(Excerpts from a dataset)
BEGIN

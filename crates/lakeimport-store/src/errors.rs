//! Error helpers for lakeimport-store
//!
//! Builds lakeimport-core `ExError`s for the failures this crate raises.

use lakeimport_core::errors::{ExError, ExErrorKind, InventoryError};

/// Result type alias using ExError
pub type Result<T> = std::result::Result<T, ExError>;

/// Create a migration error
pub fn migration_error(migration_id: &str, reason: &str) -> ExError {
    ExError::new(ExErrorKind::Persistence)
        .with_op("migration")
        .with_message(format!("Migration {} failed: {}", migration_id, reason))
}

/// Create a checksum mismatch error
pub fn checksum_mismatch(migration_id: &str, expected: &str, actual: &str) -> ExError {
    ExError::new(ExErrorKind::Persistence)
        .with_op("migration_checksum")
        .with_message(format!(
            "Checksum mismatch for migration {}: expected {}, got {}",
            migration_id, expected, actual
        ))
}

/// Create a database error from rusqlite::Error
pub fn from_rusqlite(err: rusqlite::Error) -> ExError {
    ExError::new(ExErrorKind::Persistence)
        .with_op("sqlite")
        .with_message(err.to_string())
}

/// Create an IO error
///
/// A missing file maps to `NotFound` so callers can tell it apart from a
/// failed read.
pub fn io_error(operation: &str, err: std::io::Error) -> ExError {
    let kind = match err.kind() {
        std::io::ErrorKind::NotFound => ExErrorKind::NotFound,
        _ => ExErrorKind::Io,
    };
    ExError::new(kind)
        .with_op(operation.to_string())
        .with_message(err.to_string())
}

/// Create an invalid object URL error
pub fn invalid_url(url: &str) -> ExError {
    ExError::from(InventoryError::InvalidUrl {
        url: url.to_string(),
    })
    .with_op("parse_url")
}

END

Print every line of the records above without a single difference.

filename crates/lakeimport-store/src/errors.rs
//! Error helpers for lakeimport-store
//!
//! Builds lakeimport-core `ExError`s for the failures this crate raises.

use lakeimport_core::errors::{ExError, ExErrorKind, InventoryError};

/// Result type alias using ExError
pub type Result<T> = std::result::Result<T, ExError>;

/// Create a migration error
pub fn migration_error(migration_id: &str, reason: &str) -> ExError {
    ExError::new(ExErrorKind::Persistence)
        .with_op("migration")
        .with_message(format!("Migration {} failed: {}", migration_id, reason))
}

/// Create a checksum mismatch error
pub fn checksum_mismatch(migration_id: &str, expected: &str, actual: &str) -> ExError {
    ExError::new(ExErrorKind::Persistence)
        .with_op("migration_checksum")
        .with_message(format!(
            "Checksum mismatch for migration {}: expected {}, got {}",
            migration_id, expected, actual
        ))
}

/// Create a database error from rusqlite::Error
pub fn from_rusqlite(err: rusqlite::Error) -> ExError {
    ExError::new(ExErrorKind::Persistence)
        .with_op("sqlite")
        .with_message(err.to_string())
}

/// Create an IO error
///
/// A missing file maps to `NotFound` so callers can tell it apart from a
/// failed read.
pub fn io_error(operation: &str, err: std::io::Error) -> ExError {
    let kind = match err.kind() {
        std::io::ErrorKind::NotFound => ExErrorKind::NotFound,
        _ => ExErrorKind::Io,
    };
    ExError::new(kind)
        .with_op(operation.to_string())
        .with_message(err.to_string())
}

/// Create an invalid object URL error
pub fn invalid_url(url: &str) -> ExError {
    ExError::from(InventoryError::InvalidUrl {
        url: url.to_string(),
    })
    .with_op("parse_url")
}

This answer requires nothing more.